The input
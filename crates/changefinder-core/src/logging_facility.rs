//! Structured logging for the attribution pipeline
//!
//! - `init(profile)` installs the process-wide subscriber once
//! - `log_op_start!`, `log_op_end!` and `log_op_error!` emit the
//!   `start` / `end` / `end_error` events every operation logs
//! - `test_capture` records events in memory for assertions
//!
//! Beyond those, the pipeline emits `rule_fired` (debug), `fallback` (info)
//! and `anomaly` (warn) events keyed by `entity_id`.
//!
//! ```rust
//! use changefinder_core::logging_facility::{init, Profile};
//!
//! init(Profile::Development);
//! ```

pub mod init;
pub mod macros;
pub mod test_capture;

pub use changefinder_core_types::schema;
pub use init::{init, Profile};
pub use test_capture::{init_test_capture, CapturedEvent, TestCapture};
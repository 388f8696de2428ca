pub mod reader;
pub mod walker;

---

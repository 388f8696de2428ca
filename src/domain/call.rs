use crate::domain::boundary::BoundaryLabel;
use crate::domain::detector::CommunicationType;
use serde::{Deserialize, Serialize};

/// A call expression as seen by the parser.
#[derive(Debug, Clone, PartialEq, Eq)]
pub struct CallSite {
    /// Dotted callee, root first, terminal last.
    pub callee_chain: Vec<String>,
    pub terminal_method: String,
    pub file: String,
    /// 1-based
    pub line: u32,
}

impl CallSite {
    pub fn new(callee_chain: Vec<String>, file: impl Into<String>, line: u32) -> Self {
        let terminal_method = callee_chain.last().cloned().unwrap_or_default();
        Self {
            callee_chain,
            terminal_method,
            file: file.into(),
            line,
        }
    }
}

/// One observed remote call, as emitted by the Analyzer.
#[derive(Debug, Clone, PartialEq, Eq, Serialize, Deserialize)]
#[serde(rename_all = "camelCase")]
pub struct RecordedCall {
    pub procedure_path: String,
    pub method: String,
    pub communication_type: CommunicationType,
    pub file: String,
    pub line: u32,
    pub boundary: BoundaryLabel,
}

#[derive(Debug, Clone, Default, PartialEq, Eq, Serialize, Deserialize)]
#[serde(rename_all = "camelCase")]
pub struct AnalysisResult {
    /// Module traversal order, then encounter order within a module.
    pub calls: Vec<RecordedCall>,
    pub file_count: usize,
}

Problem to solve
Each line from the material above that mentions the word "filename" needs to be copied.

Problem solution
filename crates/changefinder-core/src/logging_facility.rs
filename src/domain/call.rs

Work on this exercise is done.